Cosa scatena l'aggressione del bullo

Il bullo si sente provocato all’attacco ogni volta che le sue richieste, anche se taciute, sono frustrate. Ad esempio, i bulli sono estremamente sensibili alla mancanza di deferenza. Anche guardare nel modo sbagliato può scatenare una reazione. Camminare lungo un corridoio pieno di bulli è come essere su un campo minato, cercando con la massima cautela di evitare una mossa sbagliata per paura che qualcosa esploda. Purtroppo non è sempre chiaro quale sia questa mossa, finché non è troppo tardi. Per Justine, fu il fatto di aver dato una pulita al vassoio di un bullo a mensa; per Franca, quello di aver ballato con un ragazzo che la capetta della classe considerava suo. Ad entrambe le ragazze, i loro errori costarono mesi di minacce e persecuzioni, rendendo impossibile la loro vita e influendo negativamente sui risultati scolastici, nonostante il fatto che entrambe fossero dotate di notevole buon senso e fossero di solito in grado di tenersi lontano dai guai.

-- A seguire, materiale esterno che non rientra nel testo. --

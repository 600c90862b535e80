use crate::chess::{Move, Position};
use crate::eval::PIECE_VALUE_MG;
use crate::search::{
    ButterflyHistory, CaptureHistory, ContinuationHistory, ContinuationKey, Depth, LowPlyHistory,
    DEPTH_QS_CHECKS, MAX_LPH,
};
use crate::util::Assume;
use arrayvec::ArrayVec;

const TT_RATING: i32 = i32::MAX;
const GOOD_CAPTURE: i32 = 1 << 28;
const KILLER: i32 = 1 << 26;

/// Yields legal moves in a quality-weighted order.
///
/// Moves are rated up front from the transposition move, the capture and
/// quiet histories, killers, and the counter move, then selected lazily one
/// at a time, never repeating a move.
#[derive(Debug)]
pub struct MovePicker {
    entries: ArrayVec<(Move, i32), 254>,
    index: usize,
}

/// Continuation history rows at offsets 1, 2, 4, and 6 behind the node.
pub type ContKeys = [Option<ContinuationKey>; 6];

impl MovePicker {
    /// A picker for the main search.
    #[allow(clippy::too_many_arguments)]
    pub fn new_main(
        pos: &Position,
        tt_move: Option<Move>,
        depth: Depth,
        history: &ButterflyHistory,
        low_ply: &LowPlyHistory,
        capture_history: &CaptureHistory,
        continuation: &ContinuationHistory,
        cont_keys: &ContKeys,
        counter: Option<Move>,
        killers: [Option<Move>; 2],
        ply: i32,
    ) -> Self {
        let us = pos.turn().index();
        let mut entries = ArrayVec::new();

        for m in pos.moves() {
            let rating = if Some(m) == tt_move {
                TT_RATING
            } else if !m.is_quiet() {
                let base = Self::capture_rating(pos, capture_history, m);
                if pos.see_ge(m, -55 * base / 1024) {
                    GOOD_CAPTURE + base
                } else {
                    -GOOD_CAPTURE + base
                }
            } else if Some(m) == killers[0] {
                KILLER + 2
            } else if Some(m) == killers[1] {
                KILLER + 1
            } else if Some(m) == counter {
                KILLER
            } else {
                let piece = pos.moved_piece(m).assume();
                let to = m.whither();

                let mut rating = history.get(us, m);
                for (idx, key) in cont_keys.iter().enumerate() {
                    if let Some(key) = key {
                        let weight = if idx < 4 { 2 } else { 1 };
                        rating += weight * continuation.get(key, piece, to);
                    }
                }

                if (ply as usize) < MAX_LPH {
                    rating += (4.min(depth / 3)) * low_ply.get(ply as usize, m);
                }

                rating.min(KILLER - 1)
            };

            entries.push((m, rating));
        }

        MovePicker { entries, index: 0 }
    }

    /// A picker for quiescence nodes.
    ///
    /// Restricted to captures and promotions, plus quiet checks when the
    /// depth admits them.
    #[allow(clippy::too_many_arguments)]
    pub fn new_quiescence(
        pos: &Position,
        tt_move: Option<Move>,
        depth: Depth,
        history: &ButterflyHistory,
        capture_history: &CaptureHistory,
        continuation: &ContinuationHistory,
        cont_keys: &ContKeys,
    ) -> Self {
        let us = pos.turn().index();
        let checks = depth >= DEPTH_QS_CHECKS;
        let mut entries = ArrayVec::new();

        for m in pos.moves() {
            if pos.is_check() {
                // Evasions are searched exhaustively.
            } else if m.is_quiet() && !(checks && pos.gives_check(m)) {
                continue;
            }

            let rating = if Some(m) == tt_move {
                TT_RATING
            } else if !m.is_quiet() {
                Self::capture_rating(pos, capture_history, m)
            } else {
                let piece = pos.moved_piece(m).assume();
                let to = m.whither();

                let mut rating = history.get(us, m);
                for key in cont_keys.iter().flatten() {
                    rating += continuation.get(key, piece, to);
                }

                rating
            };

            entries.push((m, rating));
        }

        MovePicker { entries, index: 0 }
    }

    /// A picker for ProbCut: captures whose static exchange clears the
    /// given threshold.
    pub fn new_probcut(
        pos: &Position,
        tt_move: Option<Move>,
        threshold: i32,
        capture_history: &CaptureHistory,
    ) -> Self {
        let mut entries = ArrayVec::new();

        for m in pos.moves() {
            if m.is_quiet() || !pos.see_ge(m, threshold) {
                continue;
            }

            let rating = if Some(m) == tt_move {
                TT_RATING
            } else {
                Self::capture_rating(pos, capture_history, m)
            };

            entries.push((m, rating));
        }

        MovePicker { entries, index: 0 }
    }

    #[inline(always)]
    fn capture_rating(pos: &Position, capture_history: &CaptureHistory, m: Move) -> i32 {
        let piece = pos.moved_piece(m).assume();
        let victim = pos.captured(m).map_or(0, |r| PIECE_VALUE_MG[r.index()]);
        6 * victim + capture_history.get(piece, m.whither(), pos.captured(m).map_or(0, |r| r.index()))
    }

    /// The number of moves this picker will yield at most.
    #[inline(always)]
    pub fn len(&self) -> usize {
        self.entries.len()
    }

    #[inline(always)]
    pub fn is_empty(&self) -> bool {
        self.entries.is_empty()
    }

    /// The next best move, if any.
    ///
    /// When `skip_quiets` is set, quiet moves rated below the killer band
    /// are passed over.
    pub fn next(&mut self, skip_quiets: bool) -> Option<Move> {
        loop {
            if self.index >= self.entries.len() {
                return None;
            }

            // Selection sort: bring the best remaining entry forward.
            let mut best = self.index;
            for idx in self.index + 1..self.entries.len() {
                if self.entries[idx].1 > self.entries[best].1 {
                    best = idx;
                }
            }

            self.entries.swap(self.index, best);
            let (m, rating) = self.entries[self.index];
            self.index += 1;

            if skip_quiets && m.is_quiet() && rating < KILLER && rating != TT_RATING {
                continue;
            }

            return Some(m);
        }
    }
}

#[cfg(test)]
mod tests {
    use super::*;
    use crate::chess::Square;
    use std::collections::HashSet;
    use test_strategy::proptest;

    fn keys() -> ContKeys {
        [None; 6]
    }

    fn main_picker(pos: &Position, tt_move: Option<Move>) -> MovePicker {
        MovePicker::new_main(
            pos,
            tt_move,
            8,
            &ButterflyHistory::default(),
            &LowPlyHistory::default(),
            &CaptureHistory::default(),
            &ContinuationHistory::default(),
            &keys(),
            None,
            [None, None],
            2,
        )
    }

    #[proptest]
    fn picker_yields_every_legal_move_exactly_once(pos: Position) {
        let mut picker = main_picker(&pos, None);
        let mut seen = HashSet::new();
        while let Some(m) = picker.next(false) {
            assert!(seen.insert(m));
        }

        assert_eq!(seen.len(), pos.moves().len());
    }

    #[proptest]
    fn tt_move_comes_first(pos: Position) {
        if let Some(&tt) = pos.moves().first() {
            let mut picker = main_picker(&pos, Some(tt));
            assert_eq!(picker.next(false), Some(tt));
        }
    }

    #[proptest]
    fn skip_quiets_drops_exactly_the_unrated_quiet_moves(pos: Position) {
        // With empty histories and no killers, every quiet move sits below
        // the killer band and is skipped.
        let noisy = pos.moves().iter().filter(|m| !m.is_quiet()).count();

        let mut picker = main_picker(&pos, None);
        let mut yielded = 0;
        while let Some(m) = picker.next(true) {
            assert!(!m.is_quiet());
            yielded += 1;
        }

        assert_eq!(yielded, noisy);
    }

    #[test]
    fn winning_captures_outrank_quiets() {
        let pos: Position = "1k6/8/8/3p4/4P3/8/8/1K6 w - - 0 1".parse().unwrap();
        let mut picker = main_picker(&pos, None);
        let first = picker.next(false).unwrap();
        assert_eq!(first, Move::capture(Square::E4, Square::D5, None));
    }

    #[test]
    fn quiescence_picker_is_restricted_to_noisy_moves() {
        let pos: Position = "1k6/8/8/3p4/4P3/8/8/1K6 w - - 0 1".parse().unwrap();
        let mut picker = MovePicker::new_quiescence(
            &pos,
            None,
            -1,
            &ButterflyHistory::default(),
            &CaptureHistory::default(),
            &ContinuationHistory::default(),
            &keys(),
        );

        while let Some(m) = picker.next(false) {
            assert!(!m.is_quiet());
        }
    }

    #[test]
    fn probcut_picker_honors_the_threshold() {
        // Rook takes a defended pawn: fails any positive threshold.
        let pos: Position = "1k6/8/4p3/3p4/8/8/3R4/3K4 w - - 0 1".parse().unwrap();
        let mut picker =
            MovePicker::new_probcut(&pos, None, 1, &CaptureHistory::default());
        assert_eq!(picker.next(false), None);
    }
}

Molti bambini sono letteralmente incapaci di non finire nei pasticci in un mondo dove regnano i bulli. Purtroppo, una delle conseguenze principali dell’orientamento ai coetanei è quella di provocare difese contro la vulnerabilità necessaria al riconoscimento dei segni di ostilità e rifiuto. Quando il sistema di allarme è smorzato, i bambini sono meno in grado di leggere i segnali che dovrebbero spingerli ad essere cauti. In tal modo, l’orientamento ai coetanei non solo crea dei bulli, ma prepara anche le vittime. Questi sfortunati bambini continuano senza sosta a mettersi nei guai. È la storia di Reena Virk, la ragazza massacrata e annegata a Victoria. Ella era molto orientata ai coetanei, ma difesa contro il dolore dell’essere rifiutata. Più veniva respinta, più tentava disperatamente di appartenere al gruppo. Anche vicina alla fine, si dice che supplicasse i suoi nemici di essere gentili e li scongiurava dichiarando il suo amore per loro. Invece di essere impaurita ed essere spinta alla prudenza, camminava cieca incontro alla propria morte. Questa dinamica, in forme meno gravi, si ripete centinaia di volte ogni giorno nei cortili scolastici di tutto il continente. I bambini vanno verso il pericolo perché hanno imparato a ignorare i segni sociali del rifiuto e quei messaggi, espressi o taciuti, che dovrebbero metterli in guardia.


In aggiunta alla percezione del non rispetto o della mancata sottomissione, ciò che in essenza fa scattare la reazione del bullo è la manifestazione della vulnerabilità. Un bambino non dovrebbe mai mostrare a un bullo quanto è fragile, o ne pagherà le conseguenze. Rivelare che qualcosa ci ferisce significa che il bullo girerà il coltello nella piaga. Svelare cosa ci sta a cuore significa che il bullo troverà un modo per guastarlo. Apparire bisognosi, desiderosi o entusiasti significa fare di se stessi un bersaglio. Molti dei nostri bambini lo sanno e camuffano con attenzione la propria vulnerabilità quando sono vicini a coloro che potrebbero attaccarla. Non potranno dire che hanno nostalgia dei genitori o saranno lo zimbello dei compagni. Non ammetteranno di sentirsi feriti da un commento, altrimenti saranno derisi senza pietà. Non confesseranno la propria sensibilità, o le prese in giro sarebbero interminabili. Devono imparare a nascondere la paura, a non mostrare l’agitazione, a negare il proprio dolore. Per sopravvivere in un mondo dove regnano i bulli, i nostri figli devono coprire con cura tutte le tracce della propria vulnerabilità, cancellare ogni segno di premura e interessamento. Non v’è dubbio che sia per questo motivo che molti bambini sopprimono qualsiasi sentimento di empatia verso le vittime del bullismo.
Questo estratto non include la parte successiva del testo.